WHAT YOU HAVE TO DO →
Needed from the entries below: every line that holds the word "self".

MATERIAL PROVIDED: Begin

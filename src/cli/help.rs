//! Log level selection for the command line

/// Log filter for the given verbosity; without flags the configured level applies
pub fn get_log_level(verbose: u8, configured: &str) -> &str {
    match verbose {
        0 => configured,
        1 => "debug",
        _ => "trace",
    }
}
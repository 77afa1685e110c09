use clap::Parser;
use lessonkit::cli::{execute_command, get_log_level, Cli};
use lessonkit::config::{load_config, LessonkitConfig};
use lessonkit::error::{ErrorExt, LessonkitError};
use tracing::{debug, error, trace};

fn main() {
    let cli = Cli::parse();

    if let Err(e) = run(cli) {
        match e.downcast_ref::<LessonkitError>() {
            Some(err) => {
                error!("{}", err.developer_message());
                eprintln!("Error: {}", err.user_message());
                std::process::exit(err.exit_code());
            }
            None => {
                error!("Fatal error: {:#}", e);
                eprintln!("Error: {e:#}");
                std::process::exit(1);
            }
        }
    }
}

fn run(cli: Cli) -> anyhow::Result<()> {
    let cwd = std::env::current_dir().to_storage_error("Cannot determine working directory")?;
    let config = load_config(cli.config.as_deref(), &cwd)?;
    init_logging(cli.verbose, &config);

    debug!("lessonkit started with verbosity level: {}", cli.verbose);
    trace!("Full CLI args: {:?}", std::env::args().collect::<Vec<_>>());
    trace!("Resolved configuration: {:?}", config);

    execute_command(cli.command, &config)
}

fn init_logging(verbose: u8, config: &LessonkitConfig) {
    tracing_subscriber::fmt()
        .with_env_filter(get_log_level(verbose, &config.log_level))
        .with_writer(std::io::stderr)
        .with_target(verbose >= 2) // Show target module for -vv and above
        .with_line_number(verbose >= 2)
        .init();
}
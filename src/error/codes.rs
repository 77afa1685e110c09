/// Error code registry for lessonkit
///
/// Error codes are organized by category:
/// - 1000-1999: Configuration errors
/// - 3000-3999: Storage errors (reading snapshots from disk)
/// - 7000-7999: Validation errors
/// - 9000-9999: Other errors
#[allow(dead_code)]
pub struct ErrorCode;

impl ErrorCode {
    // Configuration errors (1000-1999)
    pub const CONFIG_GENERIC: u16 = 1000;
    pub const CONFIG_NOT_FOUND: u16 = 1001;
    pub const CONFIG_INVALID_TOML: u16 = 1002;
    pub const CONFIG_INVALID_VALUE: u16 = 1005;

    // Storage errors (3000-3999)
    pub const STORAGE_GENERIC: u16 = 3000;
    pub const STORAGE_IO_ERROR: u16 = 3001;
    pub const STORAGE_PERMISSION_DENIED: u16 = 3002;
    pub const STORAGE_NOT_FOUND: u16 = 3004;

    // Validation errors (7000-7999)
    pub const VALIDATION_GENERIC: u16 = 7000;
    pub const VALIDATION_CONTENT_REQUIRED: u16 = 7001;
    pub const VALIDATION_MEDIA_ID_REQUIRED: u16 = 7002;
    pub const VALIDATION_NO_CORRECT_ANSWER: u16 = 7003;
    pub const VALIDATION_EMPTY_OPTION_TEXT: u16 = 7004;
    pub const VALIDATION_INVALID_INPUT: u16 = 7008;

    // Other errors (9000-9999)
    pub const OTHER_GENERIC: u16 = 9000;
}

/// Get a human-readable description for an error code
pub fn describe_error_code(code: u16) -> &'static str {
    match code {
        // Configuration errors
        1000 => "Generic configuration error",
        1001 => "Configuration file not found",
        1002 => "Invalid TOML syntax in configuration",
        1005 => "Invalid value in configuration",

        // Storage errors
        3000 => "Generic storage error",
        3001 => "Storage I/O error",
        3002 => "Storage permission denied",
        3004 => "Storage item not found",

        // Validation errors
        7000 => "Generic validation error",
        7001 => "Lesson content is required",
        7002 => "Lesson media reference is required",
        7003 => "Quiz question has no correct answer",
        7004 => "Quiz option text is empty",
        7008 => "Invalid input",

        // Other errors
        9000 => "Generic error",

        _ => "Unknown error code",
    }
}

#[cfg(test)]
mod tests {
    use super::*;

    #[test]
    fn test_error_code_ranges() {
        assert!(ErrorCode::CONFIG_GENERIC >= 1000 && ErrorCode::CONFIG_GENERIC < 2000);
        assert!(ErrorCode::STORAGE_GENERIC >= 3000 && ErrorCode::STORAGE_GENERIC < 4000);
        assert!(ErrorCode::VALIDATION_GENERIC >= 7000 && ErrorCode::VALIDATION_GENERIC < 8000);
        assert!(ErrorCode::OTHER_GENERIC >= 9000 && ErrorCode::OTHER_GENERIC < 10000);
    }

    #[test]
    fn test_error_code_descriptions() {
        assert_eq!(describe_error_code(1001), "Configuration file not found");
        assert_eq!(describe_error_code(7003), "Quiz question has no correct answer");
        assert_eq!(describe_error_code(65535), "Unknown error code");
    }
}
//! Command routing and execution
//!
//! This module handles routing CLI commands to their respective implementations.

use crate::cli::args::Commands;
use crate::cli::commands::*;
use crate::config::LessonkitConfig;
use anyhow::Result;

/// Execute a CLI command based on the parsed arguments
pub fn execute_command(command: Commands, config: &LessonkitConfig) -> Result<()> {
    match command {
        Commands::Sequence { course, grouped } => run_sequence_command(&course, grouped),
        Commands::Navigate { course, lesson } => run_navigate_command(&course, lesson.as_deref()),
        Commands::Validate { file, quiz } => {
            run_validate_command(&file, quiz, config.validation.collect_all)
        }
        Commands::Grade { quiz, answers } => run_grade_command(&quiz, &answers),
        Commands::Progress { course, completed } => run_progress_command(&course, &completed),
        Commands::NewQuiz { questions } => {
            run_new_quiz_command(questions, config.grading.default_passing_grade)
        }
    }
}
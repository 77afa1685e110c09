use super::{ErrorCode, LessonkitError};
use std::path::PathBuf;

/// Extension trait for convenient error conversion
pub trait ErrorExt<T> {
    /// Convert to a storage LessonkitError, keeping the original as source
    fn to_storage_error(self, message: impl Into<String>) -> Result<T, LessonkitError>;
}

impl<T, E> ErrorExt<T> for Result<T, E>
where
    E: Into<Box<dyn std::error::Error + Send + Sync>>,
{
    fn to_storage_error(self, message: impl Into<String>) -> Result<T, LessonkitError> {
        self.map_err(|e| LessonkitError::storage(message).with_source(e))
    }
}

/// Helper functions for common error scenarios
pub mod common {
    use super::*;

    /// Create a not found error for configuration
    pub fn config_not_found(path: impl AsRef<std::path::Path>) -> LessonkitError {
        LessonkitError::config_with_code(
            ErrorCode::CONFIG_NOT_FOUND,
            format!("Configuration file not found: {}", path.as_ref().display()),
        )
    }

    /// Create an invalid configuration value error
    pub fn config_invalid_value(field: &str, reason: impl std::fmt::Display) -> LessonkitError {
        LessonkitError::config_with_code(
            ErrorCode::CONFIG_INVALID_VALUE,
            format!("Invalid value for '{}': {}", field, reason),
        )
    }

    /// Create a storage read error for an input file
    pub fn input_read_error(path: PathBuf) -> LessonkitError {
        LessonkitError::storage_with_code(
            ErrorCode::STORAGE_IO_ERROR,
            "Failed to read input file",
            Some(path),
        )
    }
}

MATERIAL PROVIDED: End

SOLUTION TO THIS PROBLEM →
    fn to_storage_error(self, message: impl Into<String>) -> Result<T, LessonkitError>;
    fn to_storage_error(self, message: impl Into<String>) -> Result<T, LessonkitError> {
        self.map_err(|e| LessonkitError::storage(message).with_source(e))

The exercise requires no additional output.